Personal information
- Date of birth: 21 May 1986 (age 38)
- Place of birth: Osijek, SFR Yugoslavia
- Height: 1.74 m (5 ft 8+1⁄2 in)
- Position(s): Midfielder

Team information
- Current team: NK Vardarac

Youth career
- Osijek

Senior career*
- Years: Team / Apps / (Gls)
- 2002–2008: Osijek / 79 / (6)
- 2008–2009: Terek Grozny / 5 / (0)
- 2009–2015: Győri ETO / 105 / (6)
- 2009–2014: → Győri ETO II / 10 / (3)
- 2015–2016: Puskás / 16 / (0)
- 2016: → Puskás II / 2 / (1)
- 2016: Kozármisleny / 10 / (1)
- 2017: Mezőkövesd / 3 / (0)
- 2017–2018: Szeged 2011 / 7 / (0)
- 2018–2020: Vihor Jelisavac / 5 / (1)
- 2020–2021: NK Vardarac

International career
- 2002: Croatia U16 / 8 / (5)
- 2002–2003: Croatia U17 / 14 / (7)
- 2004: Croatia U18 / 2 / (0)
- 2003–2005: Croatia U19 / 14 / (0)
- 2006–2007: Croatia U20 / 4 / (0)
- 2006–2008: Croatia U21 / 13 / (0)

Managerial career
- 2023–: NK Vardarac

= Marko Dinjar =

Croatian football midfielder

Marko Dinjar (born 21 May 1986) is a Croatian football coach and a former midfielder, currently with NK Vardarac. He also appeared for the Croatia national team at various youth levels.

==Club career==
Dinjar started his career playing at youth level for his hometown club Osijek.
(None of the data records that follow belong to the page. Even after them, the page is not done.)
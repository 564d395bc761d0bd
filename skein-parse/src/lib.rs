#![forbid(unsafe_code)]

mod error;
mod parser;

use std::sync::Arc;

use skein_ast::{Block, FunctionProto, Span};
use skein_lex::Lexer;

pub use error::{ParseError, SyntaxError};
pub use parser::{MAX_NESTING, Parser};

pub fn parse_source(src: &str, chunk: &str) -> Result<skein_ast::Program, SyntaxError> {
    let tokens = Lexer::new(src).lex()?;
    let mut parser = Parser::new(&tokens, chunk);
    Ok(parser.parse_program()?)
}

pub fn parse_expr(src: &str) -> Result<skein_ast::Expr, SyntaxError> {
    let tokens = Lexer::new(src).lex()?;
    let mut parser = Parser::new(&tokens, "=expr");
    Ok(parser.parse_expr_eof()?)
}

/// Compile a whole chunk into the variadic function that runs it.
///
/// Arguments passed to the chunk are reachable through `...`.
pub fn compile_chunk(src: &str, chunk: &str) -> Result<Arc<FunctionProto>, SyntaxError> {
    let program = parse_source(src, chunk)?;
    let span = Span::new(0, src.len(), 1);
    Ok(Arc::new(FunctionProto {
        name: None,
        chunk: chunk.to_string(),
        span,
        params: Vec::new(),
        variadic: true,
        main: true,
        body: Block {
            span,
            stmts: program.stmts,
        },
    }))
}
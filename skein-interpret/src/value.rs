use std::any::Any;
use std::cell::RefCell;
use std::collections::BTreeMap;
use std::fmt;
use std::rc::Rc;
use std::sync::Arc;

use skein_ast::FunctionProto;

use crate::error::RuntimeError;
use crate::vm::Interpreter;

pub type ListRef = Rc<RefCell<Vec<Value>>>;
pub type MapRef = Rc<RefCell<BTreeMap<String, Value>>>;

type NativeFnBox = dyn Fn(&mut Interpreter, Vec<Value>) -> Result<Vec<Value>, RuntimeError>;

/// A function implemented in Rust and callable from scripts.
#[derive(Clone)]
pub struct NativeFunction {
    name: Rc<str>,
    func: Rc<NativeFnBox>,
}

impl NativeFunction {
    pub fn new<F>(name: &str, func: F) -> Self
    where
        F: Fn(&mut Interpreter, Vec<Value>) -> Result<Vec<Value>, RuntimeError> + 'static,
    {
        Self {
            name: Rc::from(name),
            func: Rc::new(func),
        }
    }

    pub fn name(&self) -> &str {
        &self.name
    }

    pub(crate) fn invoke(
        &self,
        interp: &mut Interpreter,
        args: Vec<Value>,
    ) -> Result<Vec<Value>, RuntimeError> {
        (self.func)(interp, args)
    }
}

/// A Rust object exposed to scripts (thread handles, queues, ...).
///
/// Scripts interact with host objects only through method calls:
/// `obj.method(args)` dispatches to [`HostObject::call_method`].
pub trait HostObject: Any {
    fn type_name(&self) -> &'static str;

    fn describe(&self) -> String {
        format!("{} ({:p})", self.type_name(), self as *const Self)
    }

    fn call_method(
        &self,
        interp: &mut Interpreter,
        method: &str,
        args: Vec<Value>,
    ) -> Result<Vec<Value>, RuntimeError>;

    fn as_any(&self) -> &dyn Any;
}

#[derive(Clone)]
pub enum Value {
    Nil,
    Bool(bool),
    Number(f64),
    Str(Rc<str>),
    List(ListRef),
    Map(MapRef),
    Function(Arc<FunctionProto>),
    Native(NativeFunction),
    Object(Rc<dyn HostObject>),
}

impl Value {
    pub fn str(s: &str) -> Self {
        Value::Str(Rc::from(s))
    }

    pub fn list(items: Vec<Value>) -> Self {
        Value::List(Rc::new(RefCell::new(items)))
    }

    pub fn map(entries: BTreeMap<String, Value>) -> Self {
        Value::Map(Rc::new(RefCell::new(entries)))
    }

    pub fn object<T: HostObject>(obj: T) -> Self {
        Value::Object(Rc::new(obj))
    }

    pub fn type_name(&self) -> &'static str {
        match self {
            Value::Nil => "nil",
            Value::Bool(_) => "boolean",
            Value::Number(_) => "number",
            Value::Str(_) => "string",
            Value::List(_) => "list",
            Value::Map(_) => "map",
            Value::Function(_) | Value::Native(_) => "function",
            Value::Object(obj) => obj.type_name(),
        }
    }

    pub fn is_truthy(&self) -> bool {
        !matches!(self, Value::Nil | Value::Bool(false))
    }

    pub fn as_str(&self) -> Option<&str> {
        match self {
            Value::Str(s) => Some(s),
            _ => None,
        }
    }

    pub fn as_number(&self) -> Option<f64> {
        match self {
            Value::Number(n) => Some(*n),
            _ => None,
        }
    }

    /// Downcast a host object to its concrete Rust type.
    pub fn downcast_object<T: HostObject>(&self) -> Option<&T> {
        match self {
            Value::Object(obj) => obj.as_any().downcast_ref::<T>(),
            _ => None,
        }
    }
}

impl PartialEq for Value {
    /// Scalars compare by value; lists, maps, functions and objects by identity.
    fn eq(&self, other: &Self) -> bool {
        match (self, other) {
            (Value::Nil, Value::Nil) => true,
            (Value::Bool(a), Value::Bool(b)) => a == b,
            (Value::Number(a), Value::Number(b)) => a == b,
            (Value::Str(a), Value::Str(b)) => a == b,
            (Value::List(a), Value::List(b)) => Rc::ptr_eq(a, b),
            (Value::Map(a), Value::Map(b)) => Rc::ptr_eq(a, b),
            (Value::Function(a), Value::Function(b)) => Arc::ptr_eq(a, b),
            (Value::Native(a), Value::Native(b)) => Rc::ptr_eq(&a.func, &b.func),
            (Value::Object(a), Value::Object(b)) => {
                std::ptr::addr_eq(Rc::as_ptr(a), Rc::as_ptr(b))
            }
            _ => false,
        }
    }
}

pub fn format_number(n: f64) -> String {
    if n.is_nan() {
        "nan".to_string()
    } else if n.is_infinite() {
        if n > 0.0 { "inf" } else { "-inf" }.to_string()
    } else if n.fract() == 0.0 && n.abs() < 1e15 {
        format!("{}", n as i64)
    } else {
        format!("{n}")
    }
}

impl fmt::Display for Value {
    fn fmt(&self, f: &mut fmt::Formatter<'_>) -> fmt::Result {
        match self {
            Value::Nil => f.write_str("nil"),
            Value::Bool(b) => write!(f, "{b}"),
            Value::Number(n) => f.write_str(&format_number(*n)),
            Value::Str(s) => f.write_str(s),
            Value::List(l) => write!(f, "list: {:p}", Rc::as_ptr(l)),
            Value::Map(m) => write!(f, "map: {:p}", Rc::as_ptr(m)),
            Value::Function(p) => match &p.name {
                Some(name) => write!(f, "function: {name} ({}:{})", p.chunk, p.span.line),
                None => write!(f, "function: <{}:{}>", p.chunk, p.span.line),
            },
            Value::Native(n) => write!(f, "function: builtin '{}'", n.name),
            Value::Object(obj) => f.write_str(&obj.describe()),
        }
    }
}

impl fmt::Debug for Value {
    fn fmt(&self, f: &mut fmt::Formatter<'_>) -> fmt::Result {
        match self {
            Value::Str(s) => write!(f, "{s:?}"),
            Value::List(l) => f.debug_list().entries(l.borrow().iter()).finish(),
            Value::Map(m) => f.debug_map().entries(m.borrow().iter()).finish(),
            other => write!(f, "{other}"),
        }
    }
}

impl From<bool> for Value {
    fn from(b: bool) -> Self {
        Value::Bool(b)
    }
}

impl From<f64> for Value {
    fn from(n: f64) -> Self {
        Value::Number(n)
    }
}

impl From<&str> for Value {
    fn from(s: &str) -> Self {
        Value::str(s)
    }
}

impl From<String> for Value {
    fn from(s: String) -> Self {
        Value::Str(Rc::from(s))
    }
}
He made his professional league debut in the 2002–03 Prva HNL season as a second-half substitute in an away match against Varteks on 10 August 2002. This made him the youngest debutant in the history of the league, at the age of 16 years and 82 days (5926 days), a record he held until March 2013 when Cibalia's Marko Dabro played in a match against RNK Split at the age of 16 years and 2 days.

In March 2008, Dinjar signed a four-year contract with Russian club Terek Grozny. In the summer of 2009, he joined Hungarian club Győri ETO.